How to complete this task —
Each line of the data must be reproduced as it appears.

Extracted information: Begin

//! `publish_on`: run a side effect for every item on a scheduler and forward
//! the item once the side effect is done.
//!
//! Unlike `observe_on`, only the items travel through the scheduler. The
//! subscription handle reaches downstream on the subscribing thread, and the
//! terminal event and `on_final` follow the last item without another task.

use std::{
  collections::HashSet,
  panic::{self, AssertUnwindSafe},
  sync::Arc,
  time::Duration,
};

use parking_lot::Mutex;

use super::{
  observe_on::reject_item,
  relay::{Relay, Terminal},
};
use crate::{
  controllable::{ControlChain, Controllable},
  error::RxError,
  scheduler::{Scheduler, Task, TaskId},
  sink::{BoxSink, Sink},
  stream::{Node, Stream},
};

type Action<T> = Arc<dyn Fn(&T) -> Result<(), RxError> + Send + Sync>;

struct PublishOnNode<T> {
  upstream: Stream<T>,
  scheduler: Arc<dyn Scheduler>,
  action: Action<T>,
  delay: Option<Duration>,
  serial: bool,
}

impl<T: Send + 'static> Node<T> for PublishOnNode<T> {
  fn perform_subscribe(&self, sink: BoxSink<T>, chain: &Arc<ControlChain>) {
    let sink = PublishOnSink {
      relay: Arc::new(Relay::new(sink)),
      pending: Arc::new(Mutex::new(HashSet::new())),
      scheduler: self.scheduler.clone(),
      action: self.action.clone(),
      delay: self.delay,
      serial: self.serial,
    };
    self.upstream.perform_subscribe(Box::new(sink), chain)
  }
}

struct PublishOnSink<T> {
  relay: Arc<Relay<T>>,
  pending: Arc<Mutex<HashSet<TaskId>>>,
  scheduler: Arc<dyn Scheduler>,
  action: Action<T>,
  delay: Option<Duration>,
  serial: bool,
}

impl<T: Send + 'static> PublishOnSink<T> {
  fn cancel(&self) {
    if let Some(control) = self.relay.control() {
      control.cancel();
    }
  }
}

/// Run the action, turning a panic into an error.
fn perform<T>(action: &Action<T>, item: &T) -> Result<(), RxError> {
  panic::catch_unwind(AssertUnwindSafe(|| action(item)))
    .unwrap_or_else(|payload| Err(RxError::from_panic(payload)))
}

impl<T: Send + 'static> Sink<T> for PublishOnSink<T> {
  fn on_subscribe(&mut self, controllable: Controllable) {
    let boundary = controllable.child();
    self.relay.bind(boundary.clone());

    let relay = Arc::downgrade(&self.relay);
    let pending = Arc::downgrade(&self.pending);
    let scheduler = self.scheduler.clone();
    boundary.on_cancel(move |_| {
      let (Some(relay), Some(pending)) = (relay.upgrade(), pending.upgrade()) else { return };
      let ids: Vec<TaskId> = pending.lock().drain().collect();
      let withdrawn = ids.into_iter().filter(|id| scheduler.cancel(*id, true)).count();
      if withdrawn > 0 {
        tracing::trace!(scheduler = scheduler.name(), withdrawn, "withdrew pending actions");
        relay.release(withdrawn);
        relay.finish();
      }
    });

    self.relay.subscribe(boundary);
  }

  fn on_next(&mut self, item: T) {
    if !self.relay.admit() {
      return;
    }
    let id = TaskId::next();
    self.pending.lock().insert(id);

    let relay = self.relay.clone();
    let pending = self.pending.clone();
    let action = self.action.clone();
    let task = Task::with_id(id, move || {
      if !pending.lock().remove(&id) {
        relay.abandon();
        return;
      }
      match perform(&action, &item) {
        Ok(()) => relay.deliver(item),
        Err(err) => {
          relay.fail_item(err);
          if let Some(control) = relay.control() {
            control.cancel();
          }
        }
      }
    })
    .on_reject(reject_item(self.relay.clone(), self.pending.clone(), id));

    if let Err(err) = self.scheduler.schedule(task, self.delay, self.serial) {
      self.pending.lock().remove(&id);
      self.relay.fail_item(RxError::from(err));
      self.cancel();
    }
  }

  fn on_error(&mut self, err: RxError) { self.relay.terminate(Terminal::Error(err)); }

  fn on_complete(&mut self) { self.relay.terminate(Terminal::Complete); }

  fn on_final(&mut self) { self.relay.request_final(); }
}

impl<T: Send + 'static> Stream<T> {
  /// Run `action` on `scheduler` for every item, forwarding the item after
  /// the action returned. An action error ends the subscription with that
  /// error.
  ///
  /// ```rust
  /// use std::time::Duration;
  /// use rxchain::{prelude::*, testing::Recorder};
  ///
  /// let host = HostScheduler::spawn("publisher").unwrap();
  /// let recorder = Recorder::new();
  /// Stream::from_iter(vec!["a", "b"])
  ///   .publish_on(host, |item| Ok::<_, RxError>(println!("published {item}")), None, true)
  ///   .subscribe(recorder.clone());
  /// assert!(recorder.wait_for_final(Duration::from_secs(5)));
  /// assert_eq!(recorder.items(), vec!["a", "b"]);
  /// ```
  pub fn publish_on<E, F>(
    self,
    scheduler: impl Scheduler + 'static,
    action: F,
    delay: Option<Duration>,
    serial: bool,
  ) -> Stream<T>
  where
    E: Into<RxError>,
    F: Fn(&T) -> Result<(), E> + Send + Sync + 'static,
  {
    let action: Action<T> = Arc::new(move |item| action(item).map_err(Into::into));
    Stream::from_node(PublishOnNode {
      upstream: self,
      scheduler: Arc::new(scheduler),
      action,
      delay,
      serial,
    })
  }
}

Extracted information: End

Response area —
//! `publish_on`: run a side effect for every item on a scheduler and forward
//! the item once the side effect is done.
//!
//! Unlike `observe_on`, only the items travel through the scheduler. The
//! subscription handle reaches downstream on the subscribing thread, and the
//! terminal event and `on_final` follow the last item without another task.

use std::{
  collections::HashSet,
  panic::{self, AssertUnwindSafe},
  sync::Arc,
  time::Duration,
};

use parking_lot::Mutex;

use super::{
  observe_on::reject_item,
  relay::{Relay, Terminal},
};
use crate::{
  controllable::{ControlChain, Controllable},
  error::RxError,
  scheduler::{Scheduler, Task, TaskId},
  sink::{BoxSink, Sink},
  stream::{Node, Stream},
};

type Action<T> = Arc<dyn Fn(&T) -> Result<(), RxError> + Send + Sync>;

struct PublishOnNode<T> {
  upstream: Stream<T>,
  scheduler: Arc<dyn Scheduler>,
  action: Action<T>,
  delay: Option<Duration>,
  serial: bool,
}

impl<T: Send + 'static> Node<T> for PublishOnNode<T> {
  fn perform_subscribe(&self, sink: BoxSink<T>, chain: &Arc<ControlChain>) {
    let sink = PublishOnSink {
      relay: Arc::new(Relay::new(sink)),
      pending: Arc::new(Mutex::new(HashSet::new())),
      scheduler: self.scheduler.clone(),
      action: self.action.clone(),
      delay: self.delay,
      serial: self.serial,
    };
    self.upstream.perform_subscribe(Box::new(sink), chain)
  }
}

struct PublishOnSink<T> {
  relay: Arc<Relay<T>>,
  pending: Arc<Mutex<HashSet<TaskId>>>,
  scheduler: Arc<dyn Scheduler>,
  action: Action<T>,
  delay: Option<Duration>,
  serial: bool,
}

impl<T: Send + 'static> PublishOnSink<T> {
  fn cancel(&self) {
    if let Some(control) = self.relay.control() {
      control.cancel();
    }
  }
}

/// Run the action, turning a panic into an error.
fn perform<T>(action: &Action<T>, item: &T) -> Result<(), RxError> {
  panic::catch_unwind(AssertUnwindSafe(|| action(item)))
    .unwrap_or_else(|payload| Err(RxError::from_panic(payload)))
}

impl<T: Send + 'static> Sink<T> for PublishOnSink<T> {
  fn on_subscribe(&mut self, controllable: Controllable) {
    let boundary = controllable.child();
    self.relay.bind(boundary.clone());

    let relay = Arc::downgrade(&self.relay);
    let pending = Arc::downgrade(&self.pending);
    let scheduler = self.scheduler.clone();
    boundary.on_cancel(move |_| {
      let (Some(relay), Some(pending)) = (relay.upgrade(), pending.upgrade()) else { return };
      let ids: Vec<TaskId> = pending.lock().drain().collect();
      let withdrawn = ids.into_iter().filter(|id| scheduler.cancel(*id, true)).count();
      if withdrawn > 0 {
        tracing::trace!(scheduler = scheduler.name(), withdrawn, "withdrew pending actions");
        relay.release(withdrawn);
        relay.finish();
      }
    });

    self.relay.subscribe(boundary);
  }

  fn on_next(&mut self, item: T) {
    if !self.relay.admit() {
      return;
    }
    let id = TaskId::next();
    self.pending.lock().insert(id);

    let relay = self.relay.clone();
    let pending = self.pending.clone();
    let action = self.action.clone();
    let task = Task::with_id(id, move || {
      if !pending.lock().remove(&id) {
        relay.abandon();
        return;
      }
      match perform(&action, &item) {
        Ok(()) => relay.deliver(item),
        Err(err) => {
          relay.fail_item(err);
          if let Some(control) = relay.control() {
            control.cancel();
          }
        }
      }
    })
    .on_reject(reject_item(self.relay.clone(), self.pending.clone(), id));

    if let Err(err) = self.scheduler.schedule(task, self.delay, self.serial) {
      self.pending.lock().remove(&id);
      self.relay.fail_item(RxError::from(err));
      self.cancel();
    }
  }

  fn on_error(&mut self, err: RxError) { self.relay.terminate(Terminal::Error(err)); }

  fn on_complete(&mut self) { self.relay.terminate(Terminal::Complete); }

  fn on_final(&mut self) { self.relay.request_final(); }
}

impl<T: Send + 'static> Stream<T> {
  /// Run `action` on `scheduler` for every item, forwarding the item after
  /// the action returned. An action error ends the subscription with that
  /// error.
  ///
  /// ```rust
  /// use std::time::Duration;
  /// use rxchain::{prelude::*, testing::Recorder};
  ///
  /// let host = HostScheduler::spawn("publisher").unwrap();
  /// let recorder = Recorder::new();
  /// Stream::from_iter(vec!["a", "b"])
  ///   .publish_on(host, |item| Ok::<_, RxError>(println!("published {item}")), None, true)
  ///   .subscribe(recorder.clone());
  /// assert!(recorder.wait_for_final(Duration::from_secs(5)));
  /// assert_eq!(recorder.items(), vec!["a", "b"]);
  /// ```
  pub fn publish_on<E, F>(
    self,
    scheduler: impl Scheduler + 'static,
    action: F,
    delay: Option<Duration>,
    serial: bool,
  ) -> Stream<T>
  where
    E: Into<RxError>,
    F: Fn(&T) -> Result<(), E> + Send + Sync + 'static,
  {
    let action: Action<T> = Arc::new(move |item| action(item).map_err(Into::into));
    Stream::from_node(PublishOnNode {
      upstream: self,
      scheduler: Arc::new(scheduler),
      action,
      delay,
      serial,
    })
  }
}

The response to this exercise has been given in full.